[[ SUPPLIED DATA, beginning ]]
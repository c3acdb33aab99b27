//! Graph comparison
//!
//! - [`deep_equal`]: field-by-field equality, identity ignored
//! - [`same_topology`]: deep equality plus a consistent one-to-one mapping
//!   between node identities (shared references and cycles must line up)
//! - [`shares_nodes`]: whether two graphs have any node in common
//!
//! All three terminate on cyclic graphs. Node bodies are snapshotted under a
//! short read lock; no lock is held while recursing.

use crate::node::{NodeId, NodeRef};
use crate::value::{Primitive, Value};
use std::collections::{HashMap, HashSet};

/// Deep equality that ignores node identity
///
/// Two nodes are equal when they have the same shape tag and the same fields
/// (name, transient flag and value). Bags compare as multisets.
#[must_use]
pub fn deep_equal(a: &Value, b: &Value) -> bool {
    Comparer::new(Mode::Values).values(a, b)
}

/// Deep equality that also requires isomorphic sharing
///
/// Every node in `a` must correspond to exactly one node in `b` and vice
/// versa, so two fields sharing a node in `a` must share a node in `b`, and
/// cycles must close at the same place.
#[must_use]
pub fn same_topology(a: &Value, b: &Value) -> bool {
    Comparer::new(Mode::Topology).values(a, b)
}

/// Identities of every node reachable from `root`
#[must_use]
pub fn reachable_nodes(root: &Value) -> HashSet<NodeId> {
    let mut seen = HashSet::new();
    let mut stack = vec![root.clone()];
    while let Some(value) = stack.pop() {
        match value {
            Value::Node(node) => {
                if seen.insert(node.id()) {
                    let body = node.snapshot();
                    stack.extend(body.fields().map(|(_, f)| f.value.clone()));
                }
            }
            Value::List(items) | Value::Bag(items) => stack.extend(items),
            Value::Primitive(_) | Value::Foreign(_) => {}
        }
    }
    seen
}

/// Whether any node reachable from `a` is also reachable from `b`
#[must_use]
pub fn shares_nodes(a: &Value, b: &Value) -> bool {
    let left = reachable_nodes(a);
    if left.is_empty() {
        return false;
    }
    reachable_nodes(b).iter().any(|id| left.contains(id))
}

#[derive(Debug, Clone, Copy, PartialEq, Eq)]
enum Mode {
    Values,
    Topology,
}

/// Co-inductive comparison state
///
/// A node pair under comparison is assumed equal while its fields are being
/// checked; that assumption is what makes cycles terminate.
#[derive(Debug, Clone)]
struct Comparer {
    mode: Mode,
    assumed: HashSet<(NodeId, NodeId)>,
    forward: HashMap<NodeId, NodeId>,
    backward: HashMap<NodeId, NodeId>,
}

impl Comparer {
    fn new(mode: Mode) -> Self {
        Self {
            mode,
            assumed: HashSet::new(),
            forward: HashMap::new(),
            backward: HashMap::new(),
        }
    }

    fn values(&mut self, a: &Value, b: &Value) -> bool {
        match (a, b) {
            (Value::Primitive(x), Value::Primitive(y)) => primitives(x, y),
            (Value::Node(x), Value::Node(y)) => self.nodes(x, y),
            (Value::List(xs), Value::List(ys)) => {
                xs.len() == ys.len() && xs.iter().zip(ys).all(|(x, y)| self.values(x, y))
            }
            (Value::Bag(xs), Value::Bag(ys)) => self.bags(xs, ys),
            (Value::Foreign(x), Value::Foreign(y)) => x.ptr_eq(y),
            _ => false,
        }
    }

    fn nodes(&mut self, x: &NodeRef, y: &NodeRef) -> bool {
        let (xid, yid) = (x.id(), y.id());
        match self.mode {
            Mode::Values => {
                if x.ptr_eq(y) || !self.assumed.insert((xid, yid)) {
                    return true;
                }
            }
            Mode::Topology => match (
                self.forward.get(&xid).copied(),
                self.backward.get(&yid).copied(),
            ) {
                (Some(mapped), _) if mapped != yid => return false,
                (_, Some(mapped)) if mapped != xid => return false,
                (Some(_), Some(_)) => return true,
                _ => {
                    self.forward.insert(xid, yid);
                    self.backward.insert(yid, xid);
                }
            },
        }

        let left = x.snapshot();
        let right = y.snapshot();
        if left.type_name() != right.type_name() || left.len() != right.len() {
            return false;
        }
        let equal = left.fields().all(|(name, lf)| {
            right.field(name).is_some_and(|rf| {
                lf.transient == rf.transient && self.values(&lf.value, &rf.value)
            })
        });
        equal
    }

    /// Multiset match; failed candidate matches roll back their assumptions
    fn bags(&mut self, xs: &[Value], ys: &[Value]) -> bool {
        if xs.len() != ys.len() {
            return false;
        }
        let mut used = vec![false; ys.len()];
        'outer: for x in xs {
            for (i, y) in ys.iter().enumerate() {
                if used[i] {
                    continue;
                }
                let saved = self.clone();
                if self.values(x, y) {
                    used[i] = true;
                    continue 'outer;
                }
                *self = saved;
            }
            return false;
        }
        true
    }
}

fn primitives(x: &Primitive, y: &Primitive) -> bool {
    match (x, y) {
        (Primitive::Float(a), Primitive::Float(b)) => a == b || (a.is_nan() && b.is_nan()),
        _ => x == y,
    }
}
[[ SUPPLIED DATA, end ]]
## [PROBLEM TO WORK ON]
Copy word for word the stretch of entries above from the line that has "pub fn deep_equal(a: &Value, b: &Value)" through the line that has "while let Some(value)", both ends included, and nothing outside it.

## [RESULT FOR THIS TASK]
pub fn deep_equal(a: &Value, b: &Value) -> bool {
    Comparer::new(Mode::Values).values(a, b)
}

/// Deep equality that also requires isomorphic sharing
///
/// Every node in `a` must correspond to exactly one node in `b` and vice
/// versa, so two fields sharing a node in `a` must share a node in `b`, and
/// cycles must close at the same place.
#[must_use]
pub fn same_topology(a: &Value, b: &Value) -> bool {
    Comparer::new(Mode::Topology).values(a, b)
}

/// Identities of every node reachable from `root`
#[must_use]
pub fn reachable_nodes(root: &Value) -> HashSet<NodeId> {
    let mut seen = HashSet::new();
    let mut stack = vec![root.clone()];
    while let Some(value) = stack.pop() {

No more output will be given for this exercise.